Теперь вдохни и снова сделай шаг – очередной шаг от прошлого.
Шаг на улицы – узкие, как кости, белые улицы лабиринта, – и вдохни полной грудью.
Вдохни и снова сделай шаг.
⁂
Думаешь, это точно была не она, Морис?
Уверен, Чарли.
Знаешь, что с нами не так, Мосс? Мы так долго таращимся на этот гребаный человеческий муравейник, что уже мерещится всякое.
Разыгралось наше больное воображение. Вот что с нами не так, Чарльз.
Но все-таки – на полминуточки?
Хватит.
Я почти подумал…
У меня тоже мелькнули сильные подозрения, Чарли. Был в ней какой-то… не знаю. Какой-то гатч?
Мне показалось, как бы…
Ага.
Ноги у меня как будто – они прям…
Да я вздохнуть, блин, не мог, Чарли. Положа руку на сердце. И сейчас вздохнуть не могу. Хоть сейчас ложи под капельницу.
Она, блин…
Как она повернулась и посмотрела прямо сквозь нас, Чарли?
Холод, какой-то прям… Кем бы она ни была.
Это, наверно, точно не она.
Это, кажется, точно не она. Просто разыгралось…
Я уверен. В смысле, мы здесь сколько уже штаны просиживаем?
Галлюцинации. Вот что с нами, Мосс. Даже грустно.
Гребаное пропитое воображение разыгралось.
Но даже если это она, Морис?
Да?
Бояться за нее нечего.
Нет. С ней все будет хорошо.
Сердце шпарит, как гребаный грейхаунд, Мосс.
Не говори.
Хоть сейчас связывай и сажай на транки.
Ни слова про транки, Чарли. Был уже опыт. Больше не хочется. Никогда.
Опускается беспокойная тишина – снова заворочались старые времена; переделываются, как материки по линиям разлома.
Прошлое не отпустит.
Глава двенадцатая. Сегодня в Дурке кино
В Корке, апрель 2013 года
Было то паническое апрельское утро, когда у тебя как будто глаза неправильно вкручены. В воздухе разлита какая-то суетливость. Мориса Хирна выперли из дома на Беаре, к тому же она хотела настроить против него Дилли – старая добрая боксерская двоечка, а он оказался для этого не в форме.

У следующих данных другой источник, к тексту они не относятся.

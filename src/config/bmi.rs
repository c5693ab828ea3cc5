// ABOUTME: BMI engine configuration: measurement bounds, category thresholds, display metadata
// ABOUTME: Loaded from BMI_* environment variables on top of defaults and validated once
//
// SPDX-License-Identifier: MIT OR Apache-2.0
// Copyright (c) 2025 BMI Calculator Contributors

//! BMI Engine Configuration
//!
//! Every bound, threshold, color, and emoji the engine uses lives in one immutable
//! [`BmiConfig`] value. The front end loads it once and hands it to the engine.
//!
//! # Threshold References
//!
//! - WHO (2000). Obesity: preventing and managing the global epidemic.
//!   WHO Technical Report Series 894.

use super::error::ConfigError;
use bmi_core::constants::{
    bmi_thresholds::{legacy, who},
    cache::DEFAULT_CAPACITY,
    gauge::GAUGE_MAX_BMI,
    measurement_limits,
};
use bmi_core::models::BmiCategory;
use serde::{Deserialize, Serialize};
use std::env;
use std::fmt;
use std::str::FromStr;

/// Admissible interval for one measurement plus the value a form starts at
#[derive(Debug, Clone, Copy, PartialEq, Serialize, Deserialize)]
pub struct MeasurementRange {
    /// Inclusive lower bound
    pub min: f64,
    /// Inclusive upper bound
    pub max: f64,
    /// Initial value shown by the presentation layer
    pub default: f64,
}

impl MeasurementRange {
    /// Whether `value` lies in `[min, max]`
    #[must_use]
    pub fn contains(&self, value: f64) -> bool {
        (self.min..=self.max).contains(&value)
    }

    fn validate(&self, what: &'static str) -> Result<(), ConfigError> {
        if !(self.min.is_finite() && self.max.is_finite() && self.default.is_finite()) {
            return Err(ConfigError::InvalidRange(what));
        }
        if self.min <= 0.0 || self.min >= self.max {
            return Err(ConfigError::InvalidRange(what));
        }
        if !self.contains(self.default) {
            return Err(ConfigError::ValueOutOfRange(what));
        }
        Ok(())
    }
}

/// Named threshold set
#[derive(Debug, Clone, Copy, PartialEq, Eq, Default, Serialize, Deserialize)]
#[serde(rename_all = "lowercase")]
pub enum ThresholdProfile {
    /// WHO adult cut-offs: 18.5 / 25.0 / 30.0
    #[default]
    Who,
    /// Earlier revision cut-offs: 18.5 / 24.9 / 29.9
    Legacy,
}

impl ThresholdProfile {
    /// Thresholds for this profile
    #[must_use]
    pub const fn thresholds(self) -> ThresholdConfig {
        match self {
            Self::Who => ThresholdConfig::who(),
            Self::Legacy => ThresholdConfig::legacy(),
        }
    }
}

impl fmt::Display for ThresholdProfile {
    fn fmt(&self, f: &mut fmt::Formatter<'_>) -> fmt::Result {
        match self {
            Self::Who => f.write_str("who"),
            Self::Legacy => f.write_str("legacy"),
        }
    }
}

impl FromStr for ThresholdProfile {
    type Err = ConfigError;

    fn from_str(s: &str) -> Result<Self, Self::Err> {
        match s.trim().to_lowercase().as_str() {
            "who" => Ok(Self::Who),
            "legacy" => Ok(Self::Legacy),
            other => Err(ConfigError::Parse(format!(
                "Unknown threshold profile '{other}' (expected 'who' or 'legacy')"
            ))),
        }
    }
}

/// Exclusive upper BMI bounds of the three bounded categories
///
/// Obese has no upper bound.
#[derive(Debug, Clone, Copy, PartialEq, Serialize, Deserialize)]
pub struct ThresholdConfig {
    /// Upper bound of Underweight
    pub underweight_upper: f64,
    /// Upper bound of Normal weight
    pub normal_upper: f64,
    /// Upper bound of Overweight
    pub overweight_upper: f64,
}

impl ThresholdConfig {
    /// WHO cut-offs
    #[must_use]
    pub const fn who() -> Self {
        Self {
            underweight_upper: who::UNDERWEIGHT_UPPER,
            normal_upper: who::NORMAL_UPPER,
            overweight_upper: who::OVERWEIGHT_UPPER,
        }
    }

    /// Earlier revision cut-offs
    #[must_use]
    pub const fn legacy() -> Self {
        Self {
            underweight_upper: legacy::UNDERWEIGHT_UPPER,
            normal_upper: legacy::NORMAL_UPPER,
            overweight_upper: legacy::OVERWEIGHT_UPPER,
        }
    }

    /// Upper bound for `category`; `f64::INFINITY` for Obese
    #[must_use]
    pub const fn upper_bound(&self, category: BmiCategory) -> f64 {
        match category {
            BmiCategory::Underweight => self.underweight_upper,
            BmiCategory::Normal => self.normal_upper,
            BmiCategory::Overweight => self.overweight_upper,
            BmiCategory::Obese => f64::INFINITY,
        }
    }

    /// Validate thresholds are finite, positive, and strictly increasing
    ///
    /// # Errors
    ///
    /// Returns [`ConfigError::InvalidRange`] otherwise
    pub fn validate(&self) -> Result<(), ConfigError> {
        let bounds = [
            self.underweight_upper,
            self.normal_upper,
            self.overweight_upper,
        ];
        if bounds.iter().any(|b| !b.is_finite() || *b <= 0.0) {
            return Err(ConfigError::InvalidRange(
                "BMI thresholds must be positive finite numbers",
            ));
        }
        if !bounds.windows(2).all(|w| w[0] < w[1]) {
            return Err(ConfigError::InvalidRange(
                "BMI thresholds must be strictly increasing",
            ));
        }
        Ok(())
    }
}

impl Default for ThresholdConfig {
    fn default() -> Self {
        Self::who()
    }
}

/// Color and emoji for one category
#[derive(Debug, Clone, PartialEq, Eq, Serialize, Deserialize)]
pub struct CategoryStyle {
    /// Hex color, `#RRGGBB`
    pub color: String,
    /// Emoji marker
    pub emoji: String,
}

impl CategoryStyle {
    fn for_category(category: BmiCategory) -> Self {
        Self {
            color: category.default_color().to_owned(),
            emoji: category.default_emoji().to_owned(),
        }
    }

    fn validate(&self, category: BmiCategory) -> Result<(), ConfigError> {
        let hex = self.color.strip_prefix('#').unwrap_or_default();
        if hex.len() != 6 || !hex.chars().all(|c| c.is_ascii_hexdigit()) {
            return Err(ConfigError::InvalidDisplay(format!(
                "{category} color '{}' is not a #RRGGBB hex color",
                self.color
            )));
        }
        if self.emoji.trim().is_empty() {
            return Err(ConfigError::InvalidDisplay(format!(
                "{category} emoji must not be empty"
            )));
        }
        Ok(())
    }
}

/// Display metadata per category
#[derive(Debug, Clone, PartialEq, Eq, Serialize, Deserialize)]
pub struct CategoryDisplayConfig {
    /// Underweight style
    pub underweight: CategoryStyle,
    /// Normal weight style
    pub normal: CategoryStyle,
    /// Overweight style
    pub overweight: CategoryStyle,
    /// Obese style
    pub obese: CategoryStyle,
}

impl CategoryDisplayConfig {
    /// Style for `category`
    #[must_use]
    pub const fn style(&self, category: BmiCategory) -> &CategoryStyle {
        match category {
            BmiCategory::Underweight => &self.underweight,
            BmiCategory::Normal => &self.normal,
            BmiCategory::Overweight => &self.overweight,
            BmiCategory::Obese => &self.obese,
        }
    }

    fn validate(&self) -> Result<(), ConfigError> {
        for category in BmiCategory::ALL {
            self.style(category).validate(category)?;
        }
        Ok(())
    }
}

impl Default for CategoryDisplayConfig {
    fn default() -> Self {
        Self {
            underweight: CategoryStyle::for_category(BmiCategory::Underweight),
            normal: CategoryStyle::for_category(BmiCategory::Normal),
            overweight: CategoryStyle::for_category(BmiCategory::Overweight),
            obese: CategoryStyle::for_category(BmiCategory::Obese),
        }
    }
}

/// Complete engine configuration
#[derive(Debug, Clone, PartialEq, Serialize, Deserialize)]
pub struct BmiConfig {
    /// Height bounds in centimeters
    pub height: MeasurementRange,
    /// Weight bounds in kilograms
    pub weight: MeasurementRange,
    /// Profile the thresholds were taken from
    pub profile: ThresholdProfile,
    /// Category thresholds
    pub thresholds: ThresholdConfig,
    /// Upper bound of the realistic-BMI check
    pub max_realistic_bmi: f64,
    /// Right edge of the gauge
    pub gauge_max: f64,
    /// Entries kept by the assessment cache
    pub cache_capacity: usize,
    /// Colors and emoji per category
    pub display: CategoryDisplayConfig,
}

impl Default for BmiConfig {
    fn default() -> Self {
        Self {
            height: MeasurementRange {
                min: measurement_limits::HEIGHT_MIN_CM,
                max: measurement_limits::HEIGHT_MAX_CM,
                default: measurement_limits::HEIGHT_DEFAULT_CM,
            },
            weight: MeasurementRange {
                min: measurement_limits::WEIGHT_MIN_KG,
                max: measurement_limits::WEIGHT_MAX_KG,
                default: measurement_limits::WEIGHT_DEFAULT_KG,
            },
            profile: ThresholdProfile::Who,
            thresholds: ThresholdConfig::who(),
            max_realistic_bmi: measurement_limits::BMI_MAX_REALISTIC,
            gauge_max: GAUGE_MAX_BMI,
            cache_capacity: DEFAULT_CAPACITY,
            display: CategoryDisplayConfig::default(),
        }
    }
}

impl BmiConfig {
    /// Defaults with the thresholds of `profile`
    #[must_use]
    pub fn with_profile(profile: ThresholdProfile) -> Self {
        Self::default().apply_profile(profile)
    }

    /// Replace thresholds with those of `profile`
    #[must_use]
    pub fn apply_profile(mut self, profile: ThresholdProfile) -> Self {
        self.profile = profile;
        self.thresholds = profile.thresholds();
        self
    }

    /// Build configuration from defaults overridden by `BMI_*` environment variables
    ///
    /// # Errors
    ///
    /// Returns [`ConfigError::Parse`] if a variable is set but cannot be parsed
    pub fn from_env() -> Result<Self, ConfigError> {
        let mut config = Self::default();

        apply_env_var("BMI_HEIGHT_MIN_CM", &mut config.height.min)?;
        apply_env_var("BMI_HEIGHT_MAX_CM", &mut config.height.max)?;
        apply_env_var("BMI_HEIGHT_DEFAULT_CM", &mut config.height.default)?;
        apply_env_var("BMI_WEIGHT_MIN_KG", &mut config.weight.min)?;
        apply_env_var("BMI_WEIGHT_MAX_KG", &mut config.weight.max)?;
        apply_env_var("BMI_WEIGHT_DEFAULT_KG", &mut config.weight.default)?;
        apply_env_var("BMI_MAX_REALISTIC", &mut config.max_realistic_bmi)?;
        apply_env_var("BMI_GAUGE_MAX", &mut config.gauge_max)?;
        apply_env_var("BMI_CACHE_CAPACITY", &mut config.cache_capacity)?;

        if let Ok(val) = env::var("BMI_THRESHOLD_PROFILE") {
            config = config.apply_profile(val.parse()?);
        }

        Ok(config)
    }

    /// Load from the environment and validate
    ///
    /// # Errors
    ///
    /// Returns an error if a variable cannot be parsed or the result is invalid
    pub fn load() -> Result<Self, ConfigError> {
        let config = Self::from_env()?;
        config.validate()?;
        Ok(config)
    }

    /// Validate the configuration
    ///
    /// # Errors
    ///
    /// Returns an error for non-positive or inverted ranges, defaults outside their
    /// range, non-increasing thresholds, a non-positive realistic or gauge maximum,
    /// a zero cache capacity, or unusable display metadata
    pub fn validate(&self) -> Result<(), ConfigError> {
        self.height.validate("height range must satisfy 0 < min < max with min <= default <= max")?;
        self.weight.validate("weight range must satisfy 0 < min < max with min <= default <= max")?;
        self.thresholds.validate()?;

        if !self.max_realistic_bmi.is_finite() || self.max_realistic_bmi <= 0.0 {
            return Err(ConfigError::ValueOutOfRange(
                "max realistic BMI must be a positive finite number",
            ));
        }
        if !self.gauge_max.is_finite() || self.gauge_max <= self.thresholds.overweight_upper {
            return Err(ConfigError::ValueOutOfRange(
                "gauge maximum must exceed the overweight threshold",
            ));
        }
        if self.cache_capacity == 0 {
            return Err(ConfigError::ValueOutOfRange(
                "cache capacity must be at least 1",
            ));
        }

        self.display.validate()
    }
}

/// Parse an environment variable into `target` when it is set
fn apply_env_var<T: FromStr>(env_var_name: &str, target: &mut T) -> Result<(), ConfigError> {
    if let Ok(val) = env::var(env_var_name) {
        *target = val
            .trim()
            .parse()
            .map_err(|_| ConfigError::Parse(format!("Invalid {env_var_name}: '{val}'")))?;
    }
    Ok(())
}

Морис быстро потерял над собой контроль. Он чувствовал смену времен года отчетливой пульсацией в гландах. На лиственницах (чинных, прямых, самодовольных, как хирурги) вдоль улицы до самой психиатрической больницы неприлично набухли почки – глаз не оторвать, прямо как гребаные соски. Когда мир возвращается к жизни, это всегда каверзное время.